Work to complete. Go through the entries below and report how many lines contain the string "break". Nothing but the number is wanted.

----

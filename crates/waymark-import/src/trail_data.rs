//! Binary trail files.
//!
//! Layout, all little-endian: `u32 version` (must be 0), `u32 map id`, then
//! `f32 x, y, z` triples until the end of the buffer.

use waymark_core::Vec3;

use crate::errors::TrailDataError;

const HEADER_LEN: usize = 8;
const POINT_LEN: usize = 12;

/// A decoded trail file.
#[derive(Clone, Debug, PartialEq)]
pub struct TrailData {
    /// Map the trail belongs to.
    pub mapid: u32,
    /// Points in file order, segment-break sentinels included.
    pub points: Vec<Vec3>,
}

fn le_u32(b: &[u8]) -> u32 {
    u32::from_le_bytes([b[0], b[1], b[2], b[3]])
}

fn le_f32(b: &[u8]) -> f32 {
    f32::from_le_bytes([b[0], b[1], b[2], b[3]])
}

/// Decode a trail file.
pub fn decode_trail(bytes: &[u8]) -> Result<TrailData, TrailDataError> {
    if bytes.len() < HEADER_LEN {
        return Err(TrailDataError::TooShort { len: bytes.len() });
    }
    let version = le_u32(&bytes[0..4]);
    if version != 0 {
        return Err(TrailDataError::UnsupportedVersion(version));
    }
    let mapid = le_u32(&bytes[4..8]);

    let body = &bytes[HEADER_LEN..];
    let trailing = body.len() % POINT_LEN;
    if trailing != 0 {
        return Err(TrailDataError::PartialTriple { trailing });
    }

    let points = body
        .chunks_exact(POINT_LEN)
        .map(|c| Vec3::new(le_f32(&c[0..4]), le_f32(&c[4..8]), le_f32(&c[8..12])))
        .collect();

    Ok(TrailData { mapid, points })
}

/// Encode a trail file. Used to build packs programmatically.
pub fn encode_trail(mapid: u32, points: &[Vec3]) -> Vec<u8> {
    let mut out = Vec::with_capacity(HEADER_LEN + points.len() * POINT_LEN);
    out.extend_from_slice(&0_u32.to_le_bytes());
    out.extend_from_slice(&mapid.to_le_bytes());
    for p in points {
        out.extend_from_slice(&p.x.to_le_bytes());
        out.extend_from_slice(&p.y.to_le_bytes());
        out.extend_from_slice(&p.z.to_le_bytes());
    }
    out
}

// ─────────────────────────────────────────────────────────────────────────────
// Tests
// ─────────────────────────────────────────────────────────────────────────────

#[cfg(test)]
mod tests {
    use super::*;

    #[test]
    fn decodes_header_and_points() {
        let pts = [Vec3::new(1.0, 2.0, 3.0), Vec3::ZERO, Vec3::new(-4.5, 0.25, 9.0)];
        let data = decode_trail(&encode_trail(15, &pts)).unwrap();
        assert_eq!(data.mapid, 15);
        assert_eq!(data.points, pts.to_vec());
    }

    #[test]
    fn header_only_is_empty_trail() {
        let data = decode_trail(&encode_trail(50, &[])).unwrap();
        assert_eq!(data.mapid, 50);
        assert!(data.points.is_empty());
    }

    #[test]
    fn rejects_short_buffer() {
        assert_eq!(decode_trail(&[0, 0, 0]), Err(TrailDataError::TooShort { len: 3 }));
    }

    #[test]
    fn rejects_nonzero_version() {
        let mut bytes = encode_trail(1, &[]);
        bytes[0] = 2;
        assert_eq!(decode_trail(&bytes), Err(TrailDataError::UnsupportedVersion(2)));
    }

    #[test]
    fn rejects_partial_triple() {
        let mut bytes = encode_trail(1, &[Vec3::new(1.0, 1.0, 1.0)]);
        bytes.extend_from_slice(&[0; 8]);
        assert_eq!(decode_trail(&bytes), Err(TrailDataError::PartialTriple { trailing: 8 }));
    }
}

----

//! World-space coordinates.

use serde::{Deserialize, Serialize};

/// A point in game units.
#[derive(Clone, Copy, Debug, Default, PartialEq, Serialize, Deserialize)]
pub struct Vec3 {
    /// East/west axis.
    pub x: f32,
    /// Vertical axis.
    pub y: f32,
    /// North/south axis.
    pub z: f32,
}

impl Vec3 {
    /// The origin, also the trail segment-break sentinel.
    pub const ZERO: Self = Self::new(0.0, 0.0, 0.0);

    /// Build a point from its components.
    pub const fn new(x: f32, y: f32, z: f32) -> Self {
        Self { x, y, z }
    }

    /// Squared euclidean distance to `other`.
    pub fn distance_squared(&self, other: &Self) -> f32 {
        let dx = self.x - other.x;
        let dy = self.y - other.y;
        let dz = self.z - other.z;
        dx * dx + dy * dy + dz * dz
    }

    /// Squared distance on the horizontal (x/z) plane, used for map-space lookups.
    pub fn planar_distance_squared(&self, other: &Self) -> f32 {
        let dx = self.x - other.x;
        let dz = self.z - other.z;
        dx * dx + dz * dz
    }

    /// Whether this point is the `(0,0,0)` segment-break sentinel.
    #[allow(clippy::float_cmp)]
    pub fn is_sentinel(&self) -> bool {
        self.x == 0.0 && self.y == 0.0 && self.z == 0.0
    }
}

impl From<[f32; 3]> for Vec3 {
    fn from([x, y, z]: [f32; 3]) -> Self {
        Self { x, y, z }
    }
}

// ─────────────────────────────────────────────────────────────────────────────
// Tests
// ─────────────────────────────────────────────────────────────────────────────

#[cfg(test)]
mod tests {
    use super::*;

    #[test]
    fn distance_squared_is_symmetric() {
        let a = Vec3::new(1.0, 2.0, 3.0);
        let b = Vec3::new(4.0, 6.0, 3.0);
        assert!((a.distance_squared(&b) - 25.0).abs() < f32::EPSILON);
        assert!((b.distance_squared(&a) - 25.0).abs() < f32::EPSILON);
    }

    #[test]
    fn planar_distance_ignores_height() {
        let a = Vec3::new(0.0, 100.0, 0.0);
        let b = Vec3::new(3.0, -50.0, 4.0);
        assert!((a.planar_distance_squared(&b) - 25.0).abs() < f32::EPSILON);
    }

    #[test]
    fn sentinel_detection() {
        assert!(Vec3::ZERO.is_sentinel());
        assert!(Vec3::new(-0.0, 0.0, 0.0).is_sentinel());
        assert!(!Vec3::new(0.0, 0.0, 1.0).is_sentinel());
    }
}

----

Finished exercise. 3